How to Deploy and Customize Inkling for Your Organization
- Download and Run Locally: Unlike proprietary models, you can download Inkling's full weights and run the model on your own servers or hardware, eliminating dependency on third-party cloud APIs and reducing operational costs.
- Fine-Tune Using Tinker: Thinking Machine Labs provides Tinker, a dedicated tool for fine-tuning Inkling to your specific use cases, workflows, and domain-specific tasks without requiring extensive machine learning expertise.
- Adjust Reasoning Effort: Users can calibrate the model's "thinking effort" parameter to balance speed and accuracy, allowing organizations to optimize for either faster responses or higher-quality outputs depending on their needs.
The company also released a preview of Inkling-Small, a lighter-weight variant with 12 billion active parameters designed to deliver strong performance with even lower computational costs and latency. Thinking Machine Labs plans to release additional models in the Inkling family in the future.
Why Does Open-Weight AI Matter in the Broader AI Landscape?
Inkling's release aligns with a growing philosophical debate about AI's future. David Siegel, co-founder of Two Sigma and chairman of the Siegel Family Endowment, recently argued in Fortune that the 1980s debate over whether software should be proprietary or shared is replaying at frontier-model scale, with higher stakes for science, medicine, and public infrastructure. Siegel noted that open-source software like GCC and GNU/Linux became load-bearing infrastructure precisely because transparency enabled worldwide developer communities to find and fix flaws.
Thinking Machine Labs' philosophy echoes this argument. The company believes AI should be decentralized rather than controlled by a few firms. Microsoft CEO Satya Nadella has similarly argued that enterprises using proprietary models face a double cost: subscription fees plus the surrender of business knowledge through the prompts and corrections they input.

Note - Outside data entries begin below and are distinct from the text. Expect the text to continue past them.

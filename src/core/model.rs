//! The classifier model capability and its ONNX Runtime implementation.
//!
//! The preprocessing pipeline only needs one thing from the inference engine:
//! feed it a prepared `[1, 28, 28, 1]` tensor and get back a flat vector of
//! class scores. That capability is the [`DigitModel`] trait, so the actual
//! engine is swappable without touching the pipeline. [`OrtDigitModel`] is the
//! production implementation backed by an ONNX Runtime session.

use crate::core::errors::PredictError;
use crate::core::tensor::Tensor4D;
use ort::session::Session;
use ort::value::TensorRef;
use std::path::{Path, PathBuf};
use std::sync::Mutex;
use tracing::debug;

/// Trait for a loaded classifier model.
///
/// Implementations take a prepared input tensor and return a flat, ordered
/// vector of class scores with one entry per class.
pub trait DigitModel: Send + std::fmt::Debug {
    /// The number of classes this model scores.
    fn num_classes(&self) -> usize;

    /// Runs inference on a prepared input tensor.
    ///
    /// # Arguments
    ///
    /// * `input` - The input tensor of shape `[1, rows, cols, 1]`.
    ///
    /// # Returns
    ///
    /// * `Ok(Vec<f32>)` - Class scores, one per class, in class order.
    /// * `Err(PredictError)` - If the inference call fails.
    fn predict(&self, input: &Tensor4D) -> Result<Vec<f32>, PredictError>;
}

/// Lifecycle of the one-shot model load.
///
/// Prediction is gated on `Ready`: a predict attempt through an `Unloaded`
/// or `Loading` gate is a defined [`PredictError::ModelNotReady`] error
/// rather than an unguarded fault.
pub enum ModelState {
    /// No load has been started.
    Unloaded,
    /// A load is in progress.
    Loading,
    /// The model is loaded and predictions can run.
    Ready(Box<dyn DigitModel>),
}

impl ModelState {
    /// Returns true if the model is loaded and predictions can run.
    pub fn is_ready(&self) -> bool {
        matches!(self, ModelState::Ready(_))
    }

    /// Returns the loaded model, or `ModelNotReady` if the load has not
    /// completed.
    pub fn model(&self) -> Result<&dyn DigitModel, PredictError> {
        match self {
            ModelState::Ready(model) => Ok(model.as_ref()),
            _ => Err(PredictError::ModelNotReady),
        }
    }
}

impl std::fmt::Debug for ModelState {
    fn fmt(&self, f: &mut std::fmt::Formatter<'_>) -> std::fmt::Result {
        match self {
            ModelState::Unloaded => write!(f, "Unloaded"),
            ModelState::Loading => write!(f, "Loading"),
            ModelState::Ready(m) => write!(f, "Ready({} classes)", m.num_classes()),
        }
    }
}

/// A digit classifier backed by an ONNX Runtime session.
///
/// The session is created once from a model file; input and output tensor
/// names are discovered from the session metadata. `run` takes `&mut Session`,
/// so the session sits behind a mutex even though predictions are serialized
/// by the single-threaded session model.
pub struct OrtDigitModel {
    session: Mutex<Session>,
    input_name: String,
    output_name: String,
    model_path: PathBuf,
    num_classes: usize,
}

impl std::fmt::Debug for OrtDigitModel {
    fn fmt(&self, f: &mut std::fmt::Formatter<'_>) -> std::fmt::Result {
        f.debug_struct("OrtDigitModel")
            .field("input_name", &self.input_name)
            .field("output_name", &self.output_name)
            .field("model_path", &self.model_path)
            .field("num_classes", &self.num_classes)
            .finish()
    }
}

impl OrtDigitModel {
    /// Loads a model from an ONNX file.
    ///
    /// # Arguments
    ///
    /// * `model_path` - Path to the ONNX model file.
    /// * `num_classes` - Number of classes the model's output row contains.
    ///
    /// # Returns
    ///
    /// * `Ok(OrtDigitModel)` - The loaded model.
    /// * `Err(PredictError)` - If the session cannot be created or the model
    ///   has no input or output tensors.
    pub fn load(model_path: impl AsRef<Path>, num_classes: usize) -> Result<Self, PredictError> {
        let path = model_path.as_ref();
        debug!(model_path = %path.display(), "loading ONNX session");

        let session = Session::builder().and_then(|b| b.commit_from_file(path))?;

        let input_name = session
            .inputs
            .first()
            .map(|i| i.name.clone())
            .ok_or_else(|| {
                PredictError::invalid_input(format!(
                    "model '{}' declares no input tensors",
                    path.display()
                ))
            })?;
        let output_name = session
            .outputs
            .first()
            .map(|o| o.name.clone())
            .ok_or_else(|| {
                PredictError::invalid_input(format!(
                    "model '{}' declares no output tensors",
                    path.display()
                ))
            })?;

        debug!(%input_name, %output_name, "ONNX session ready");

        Ok(Self {
            session: Mutex::new(session),
            input_name,
            output_name,
            model_path: path.to_path_buf(),
            num_classes,
        })
    }

    /// Returns the model path this session was created from.
    pub fn model_path(&self) -> &Path {
        &self.model_path
    }
}

impl DigitModel for OrtDigitModel {
    fn num_classes(&self) -> usize {
        self.num_classes
    }

    fn predict(&self, input: &Tensor4D) -> Result<Vec<f32>, PredictError> {
        let input_tensor = TensorRef::from_array_view(input.view())
            .map_err(|e| PredictError::inference(e))?;
        let inputs = ort::inputs![self.input_name.as_str() => input_tensor];

        let mut session = self.session.lock().map_err(|_| {
            PredictError::invalid_input("failed to acquire ONNX session lock")
        })?;

        let outputs = session.run(inputs).map_err(|e| PredictError::inference(e))?;

        let (_, data) = outputs[self.output_name.as_str()]
            .try_extract_tensor::<f32>()
            .map_err(|e| PredictError::inference(e))?;

        if data.len() != self.num_classes {
            return Err(PredictError::validation(
                "OrtDigitModel",
                "output length",
                &self.num_classes.to_string(),
                &data.len().to_string(),
            ));
        }

        Ok(data.to_vec())
    }
}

However, Siegel also emphasizes a critical distinction: open-weight releases do not automatically mean full transparency. While Inkling's weights are available for download, the full training pipeline, data curation process, and reinforcement learning methodology remain proprietary. An explanation of how a model works is not the same as an audit of how it was trained, Siegel argued, noting that "a model's stated reasons are a plausible story assembled after the fact, not a faithful record of the computation that produced the answer".
Siegel
Inkling's launch represents Thinking Machine Labs' first major public product after roughly 18 months of building AI infrastructure largely out of public view. The startup, founded in February 2025, received approximately 12 billion dollars in seed funding at the time, the largest seed round in history. The company currently employs around 200 people.
The release comes as the broader AI industry shows a split screen: open-weight models like Inkling, Grok Build (Apache 2.0), and Gemma 4 are shipping with community updates, while the hardest agentic benchmarks and most advanced reasoning capabilities remain behind closed APIs controlled by a handful of companies. Siegel's core claim is that the trend toward closure at the frontier is accelerating faster than the open-weight counterweight is maturing, particularly as science and public infrastructure increasingly depend on AI systems.